A fuoco lento
Ingredienti: un serial killer possibilmente spietato, una star in cerca di una nuova veste, un nuovo “belloccio” hollywoodiano, una manciata di scene di sesso, happy-ending, sangue q.b.
Preparazione: Anche un bambino ormai sa come cuocere a fuoco lento un pubblico che dal cinema vuole solo storie ed evasione. Non per niente, qui in Italia, “In the cut” è al quarto posto nella classifica dei film più visti dopo “Natale in India”, l’ultimo Pieraccioni e “Master and commander”. Ma, se, decidendo di andare a vedere il film di Parenti, si sa a cosa si va incontro, scegliendo quello della Campion, ci si aspetta un film “d’autore”. Ora, il problema è che, per la prima mezz’ora, “In the cut” sembra addirittura un film d’autore: lo stile, i colori, le inquadrature che pedinano i pensieri e gli sguardi dei personaggi e i giochi di luce sono davvero eleganti e freschi (anche se dopo un po’ di inquadrature sfuocate ci si inizia ad innervosire).

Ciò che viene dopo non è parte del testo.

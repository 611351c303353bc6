use std::collections::HashMap;

use async_trait::async_trait;
use tokio::sync::RwLock;

use pharmabot_core::flows::OrderSession;

pub type ChatId = i64;

#[async_trait]
pub trait SessionStore: Send + Sync {
    /// Returns the chat's session, or an idle one when none is stored.
    async fn load(&self, chat_id: ChatId) -> OrderSession;
    /// Stores an active session; inactive ones are dropped instead.
    async fn save(&self, chat_id: ChatId, session: OrderSession);
    async fn clear(&self, chat_id: ChatId);
}

#[derive(Default)]
pub struct InMemorySessionStore {
    sessions: RwLock<HashMap<ChatId, OrderSession>>,
}

impl InMemorySessionStore {
    pub async fn active_count(&self) -> usize {
        self.sessions.read().await.len()
    }
}

#[async_trait]
impl SessionStore for InMemorySessionStore {
    async fn load(&self, chat_id: ChatId) -> OrderSession {
        let sessions = self.sessions.read().await;
        sessions.get(&chat_id).cloned().unwrap_or_default()
    }

    async fn save(&self, chat_id: ChatId, session: OrderSession) {
        let mut sessions = self.sessions.write().await;
        if session.is_active() {
            sessions.insert(chat_id, session);
        } else {
            sessions.remove(&chat_id);
        }
    }

    async fn clear(&self, chat_id: ChatId) {
        self.sessions.write().await.remove(&chat_id);
    }
}

#[cfg(test)]
mod tests {
    use pharmabot_core::flows::{DraftField, FormState, OrderSession};

    use super::{InMemorySessionStore, SessionStore};

    #[tokio::test]
    async fn unknown_chat_loads_idle_session() {
        let store = InMemorySessionStore::default();
        let session = store.load(7).await;
        assert_eq!(session.state, FormState::Idle);
        assert!(session.draft.is_empty());
    }

    #[tokio::test]
    async fn sessions_are_isolated_per_chat() {
        let store = InMemorySessionStore::default();
        let mut session = OrderSession { state: FormState::Phone, ..OrderSession::default() };
        session.record(DraftField::Name, "Ko Aung");

        store.save(1, session.clone()).await;

        assert_eq!(store.load(1).await, session);
        assert_eq!(store.load(2).await.state, FormState::Idle);
    }

    #[tokio::test]
    async fn ended_session_is_dropped() {
        let store = InMemorySessionStore::default();
        store.save(1, OrderSession { state: FormState::Items, ..OrderSession::default() }).await;
        assert_eq!(store.active_count().await, 1);

        store.save(1, OrderSession { state: FormState::End, ..OrderSession::default() }).await;
        assert_eq!(store.active_count().await, 0);

        store.save(3, OrderSession { state: FormState::Name, ..OrderSession::default() }).await;
        store.clear(3).await;
        assert_eq!(store.load(3).await.state, FormState::Idle);
    }
}
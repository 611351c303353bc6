use std::sync::Arc;

use async_trait::async_trait;
use chrono::{DateTime, Utc};
use tokio::sync::RwLock;

use super::{parse_price_table, PriceListError, PriceSource};
use crate::catalog::Catalog;
use crate::domain::product::ProductRecord;

/// Immutable snapshot of the vendor price list.
#[derive(Clone, Debug, Default, PartialEq)]
pub struct PriceList {
    pub catalog: Catalog,
    pub fetched_at: Option<DateTime<Utc>>,
}

impl PriceList {
    pub fn new(records: Vec<ProductRecord>, fetched_at: DateTime<Utc>) -> Self {
        Self { catalog: Catalog::new(records), fetched_at: Some(fetched_at) }
    }

    pub fn is_empty(&self) -> bool {
        self.catalog.is_empty()
    }

    pub fn len(&self) -> usize {
        self.catalog.len()
    }
}

#[async_trait]
pub trait PriceListProvider: Send + Sync {
    /// Fetches and parses a new snapshot. On failure the current snapshot is
    /// left untouched.
    async fn refresh(&self) -> Result<Arc<PriceList>, PriceListError>;

    async fn current(&self) -> Arc<PriceList>;

    /// Refreshes only when nothing has been loaded yet.
    async fn ensure_loaded(&self) -> Result<Arc<PriceList>, PriceListError> {
        let current = self.current().await;
        if !current.is_empty() {
            return Ok(current);
        }
        self.refresh().await
    }
}

/// Provider backed by a scraped HTML page.
pub struct ScrapedPriceList<S> {
    source: S,
    snapshot: RwLock<Arc<PriceList>>,
}

impl<S> ScrapedPriceList<S>
where
    S: PriceSource,
{
    pub fn new(source: S) -> Self {
        Self { source, snapshot: RwLock::new(Arc::new(PriceList::default())) }
    }

    /// Starts from a known snapshot instead of an empty one.
    pub fn preloaded(source: S, snapshot: PriceList) -> Self {
        Self { source, snapshot: RwLock::new(Arc::new(snapshot)) }
    }

    pub fn origin(&self) -> &str {
        self.source.origin()
    }
}

#[async_trait]
impl<S> PriceListProvider for ScrapedPriceList<S>
where
    S: PriceSource,
{
    async fn refresh(&self) -> Result<Arc<PriceList>, PriceListError> {
        let html = self.source.fetch_page().await?;
        let records = parse_price_table(&html)?;
        let fresh = Arc::new(PriceList::new(records, Utc::now()));

        *self.snapshot.write().await = Arc::clone(&fresh);
        Ok(fresh)
    }

    async fn current(&self) -> Arc<PriceList> {
        Arc::clone(&*self.snapshot.read().await)
    }
}
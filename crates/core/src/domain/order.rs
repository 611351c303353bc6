use chrono::NaiveDateTime;
use rust_decimal::Decimal;
use serde::{Deserialize, Serialize};

use crate::pricing::{format_amount, OrderQuote};

pub const ORDER_TIMESTAMP_FORMAT: &str = "%Y-%m-%d %H:%M:%S";

/// Fields collected by the order form before confirmation.
#[derive(Clone, Debug, Default, PartialEq, Eq, Serialize, Deserialize)]
pub struct OrderDraft {
    pub name: Option<String>,
    pub phone: Option<String>,
    pub address: Option<String>,
    pub items_text: Option<String>,
    pub total: Option<Decimal>,
}

impl OrderDraft {
    pub fn apply_quote(&mut self, quote: &OrderQuote) {
        self.total = Some(quote.total);
    }

    pub fn is_empty(&self) -> bool {
        self == &Self::default()
    }

    /// Freezes the draft into a persisted record. Missing fields are stored
    /// blank.
    pub fn to_record(&self, recorded_at: NaiveDateTime) -> OrderRecord {
        OrderRecord {
            recorded_at,
            name: self.name.clone().unwrap_or_default(),
            phone: self.phone.clone().unwrap_or_default(),
            address: self.address.clone().unwrap_or_default(),
            items: self.items_text.clone().unwrap_or_default(),
            total: format_amount(self.total.unwrap_or(Decimal::ZERO)),
        }
    }
}

/// One row of the append-only order log.
#[derive(Clone, Debug, PartialEq, Eq, Serialize, Deserialize)]
pub struct OrderRecord {
    pub recorded_at: NaiveDateTime,
    pub name: String,
    pub phone: String,
    pub address: String,
    pub items: String,
    /// Display total, e.g. `10,000`.
    pub total: String,
}

impl OrderRecord {
    pub fn timestamp(&self) -> String {
        self.recorded_at.format(ORDER_TIMESTAMP_FORMAT).to_string()
    }
}
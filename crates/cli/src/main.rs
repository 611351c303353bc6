use std::process::ExitCode;

fn main() -> ExitCode {
    pharmabot_cli::run()
}
use std::{future::Future, sync::Arc, time::Duration};

use anyhow::Result;
use tracing::{debug, info, warn};

use crate::api::BotApi;
use crate::dispatch::UpdateDispatcher;

#[derive(Clone, Debug, PartialEq, Eq)]
pub struct ReconnectPolicy {
    pub base_delay_ms: u64,
    pub max_delay_ms: u64,
}

impl Default for ReconnectPolicy {
    fn default() -> Self {
        Self { base_delay_ms: 250, max_delay_ms: 30_000 }
    }
}

impl ReconnectPolicy {
    pub fn backoff(&self, attempt: u32) -> Duration {
        let exponent = attempt.min(16);
        let multiplier = 1_u64 << exponent;
        let delay_ms = self.base_delay_ms.saturating_mul(multiplier).min(self.max_delay_ms);
        Duration::from_millis(delay_ms)
    }
}

/// `getUpdates` long-polling loop. Updates are dispatched one at a time, in
/// order; the offset only moves past an update once it has been dispatched.
pub struct PollingRunner {
    api: Arc<dyn BotApi>,
    dispatcher: Arc<UpdateDispatcher>,
    reconnect_policy: ReconnectPolicy,
    poll_timeout_secs: u64,
}

impl PollingRunner {
    pub fn new(
        api: Arc<dyn BotApi>,
        dispatcher: Arc<UpdateDispatcher>,
        reconnect_policy: ReconnectPolicy,
        poll_timeout_secs: u64,
    ) -> Self {
        Self { api, dispatcher, reconnect_policy, poll_timeout_secs }
    }

    /// Polls until `shutdown` resolves. Transport failures back off and the
    /// loop keeps going.
    pub async fn run_until<F>(&self, shutdown: F) -> Result<i64>
    where
        F: Future<Output = ()>,
    {
        tokio::pin!(shutdown);
        let mut offset = 0_i64;
        let mut failures = 0_u32;
        info!(poll_timeout_secs = self.poll_timeout_secs, "starting telegram polling loop");

        loop {
            let batch = tokio::select! {
                biased;
                () = &mut shutdown => {
                    info!(offset, "polling loop shutting down");
                    return Ok(offset);
                }
                batch = self.api.get_updates(offset, self.poll_timeout_secs) => batch,
            };

            match batch {
                Ok(updates) => {
                    failures = 0;
                    debug!(count = updates.len(), offset, "received update batch");
                    for update in updates {
                        let outcome = self.dispatcher.dispatch(&update).await;
                        debug!(
                            event_name = "ingress.telegram.update_dispatched",
                            correlation_id = %format!("update-{}", update.update_id),
                            outcome = ?outcome,
                            "dispatched update"
                        );
                        offset = offset.max(update.update_id + 1);
                    }
                }
                Err(error) => {
                    let delay = self.reconnect_policy.backoff(failures);
                    warn!(
                        attempt = failures,
                        delay_ms = delay.as_millis() as u64,
                        error = %error,
                        "getUpdates failed; backing off"
                    );
                    failures = failures.saturating_add(1);
                    if !delay.is_zero() {
                        tokio::select! {
                            biased;
                            () = &mut shutdown => return Ok(offset),
                            () = tokio::time::sleep(delay) => {}
                        }
                    }
                }
            }
        }
    }
}
use std::sync::Arc;

use tracing::{debug, info, warn};

use crate::api::{BotApi, Update};
use crate::router::{BotRouter, EventContext};

#[derive(Clone, Copy, Debug, PartialEq, Eq)]
pub enum DispatchOutcome {
    /// The update carried no message.
    NoMessage,
    /// A message without usable text.
    Ignored,
    Handled { sent: usize, failed: usize },
}

/// Runs the router for one update and delivers every reply. Delivery
/// failures are logged and counted, never returned.
pub struct UpdateDispatcher {
    router: Arc<BotRouter>,
    api: Arc<dyn BotApi>,
}

impl UpdateDispatcher {
    pub fn new(router: Arc<BotRouter>, api: Arc<dyn BotApi>) -> Self {
        Self { router, api }
    }

    pub async fn dispatch(&self, update: &Update) -> DispatchOutcome {
        let ctx = EventContext { correlation_id: format!("update-{}", update.update_id) };
        let Some(message) = &update.message else {
            debug!(
                event_name = "ingress.telegram.no_message",
                correlation_id = %ctx.correlation_id,
                "update has no message"
            );
            return DispatchOutcome::NoMessage;
        };

        let chat_id = message.chat.id;
        let text = message.text.as_deref().unwrap_or_default();
        if text.trim().is_empty() {
            return DispatchOutcome::Ignored;
        }

        info!(
            event_name = "ingress.telegram.message_received",
            correlation_id = %ctx.correlation_id,
            chat_id,
            profile = ?self.router.profile(),
            "received telegram message"
        );

        let replies = self.router.handle(chat_id, text, &ctx).await;
        let mut sent = 0;
        let mut failed = 0;
        for reply in &replies {
            match self.api.send_message(reply).await {
                Ok(()) => sent += 1,
                Err(error) => {
                    failed += 1;
                    warn!(
                        event_name = "egress.telegram.send_failed",
                        correlation_id = %ctx.correlation_id,
                        chat_id = reply.chat_id,
                        error = %error,
                        "failed to send reply; continuing"
                    );
                }
            }
        }

        DispatchOutcome::Handled { sent, failed }
    }
}
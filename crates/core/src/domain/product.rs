use rust_decimal::Decimal;
use serde::{Deserialize, Serialize};

/// One row of the vendor price table. Every field is kept as the display
/// text scraped from the page.
#[derive(Clone, Debug, Default, PartialEq, Eq, Serialize, Deserialize)]
pub struct ProductRecord {
    pub name: String,
    pub price: String,
    pub unit: String,
    pub expiry: String,
}

impl ProductRecord {
    pub fn new(name: impl Into<String>, price: impl Into<String>) -> Self {
        Self { name: name.into(), price: price.into(), ..Self::default() }
    }

    pub fn with_unit(mut self, unit: impl Into<String>) -> Self {
        self.unit = unit.into();
        self
    }

    pub fn with_expiry(mut self, expiry: impl Into<String>) -> Self {
        self.expiry = expiry.into();
        self
    }

    /// Numeric price with thousands separators removed, if the display text
    /// is a plain number.
    pub fn parsed_price(&self) -> Option<Decimal> {
        parse_decimal(&self.price.replace(',', ""))
    }
}

/// Lenient decimal parse accepting plain and scientific notation.
pub fn parse_decimal(raw: &str) -> Option<Decimal> {
    let trimmed = raw.trim();
    if trimmed.is_empty() {
        return None;
    }
    trimmed.parse::<Decimal>().ok().or_else(|| Decimal::from_scientific(trimmed).ok())
}
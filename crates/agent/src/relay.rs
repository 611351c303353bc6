use std::sync::Arc;

use tracing::warn;

use crate::llm::{ChatMessage, CompletionRequest, LlmClient, LlmError};
use crate::persona::Persona;

/// Single-turn relay: `[system, user]` in, first choice out.
pub struct CompletionRelay {
    client: Arc<dyn LlmClient>,
    persona: Persona,
}

impl CompletionRelay {
    pub fn new(client: Arc<dyn LlmClient>, persona: Persona) -> Self {
        Self { client, persona }
    }

    pub fn persona(&self) -> &Persona {
        &self.persona
    }

    pub fn request_for(&self, text: &str) -> CompletionRequest {
        CompletionRequest {
            model: self.persona.model.clone(),
            messages: vec![
                ChatMessage::system(self.persona.system_prompt),
                ChatMessage::user(text.trim()),
            ],
            temperature: self.persona.temperature,
            max_tokens: self.persona.max_tokens,
        }
    }

    pub async fn relay(&self, text: &str) -> Result<String, LlmError> {
        self.client.complete(&self.request_for(text)).await
    }

    /// Like `relay`, but any failure becomes the persona's canned reply.
    pub async fn reply(&self, text: &str) -> String {
        match self.relay(text).await {
            Ok(reply) => reply,
            Err(error) => {
                warn!(
                    event_name = "relay.completion_failed",
                    model = %self.persona.model,
                    error = %error,
                    "completion relay failed"
                );
                self.persona.failure_reply.to_owned()
            }
        }
    }
}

Presto, però, questo stile si rivela una semplice trappola (tanto che nel secondo tempo non ce ne sarà nemmeno più traccia): lo spettatore si ritrova impigliato (e quasi incuriosito) in una storia senza capo né coda, con dei personaggi stereotipati e dalle psicologie inconsistenti, mossi da chissà quale pulsione o movente (la Campion non è, evidentemente, donna di molte spiegazioni – ad esempio, quali sono le motivazioni che spingono il serial killer ad uccidere? -); ci si ritrova intrappolati in un film che potrebbe terminare già all’inizio del secondo tempo, quando Frannie svela a Malloy l’indizio che permetterà di individuare il responsabile degli omicidi (perché il detective non capisce subito???). Invece la Campion indugia, cerca di convincere lo spettatore di una versione dei fatti solo per sorprenderlo alla fine (con una trovata abbastanza poco geniale – ma di questo va incolpata la Moore -) e fargli credere di aver visto un thriller. Il finale, poi, ovviamente happy-ending, è una strizzatina d’occhio a tutto il pubblico femminile (sarà Frannie, infatti, a sconfiggere “il cattivo”).
In conclusione, forse è solo un po’ erotico questo non-thriller, non-psicologico. Solo un po’ perché non credo che Meg Ryan sia esattamente il sogno erotico degli uomini – italiani e non – (forse sarebbe stato meglio vedere al suo posto Nicole Kidman, come doveva essere inizialmente); e che Ruffalo, con quel suo personaggio apatico, possa destare qualche interesse nel pubblico femminile.
Se quando uscite dal cinema vi sentite quasi appagati, complimenti allo chef! La ricetta è perfettamente riuscita!
Curiosità: Il personaggio più riuscito è quello minore di John Graham, un ex di Frannie nevrotico e ossessionato da lei, interpretato (ottimamente) da Kevin Bacon e stranamente non citato nei titoli di testa.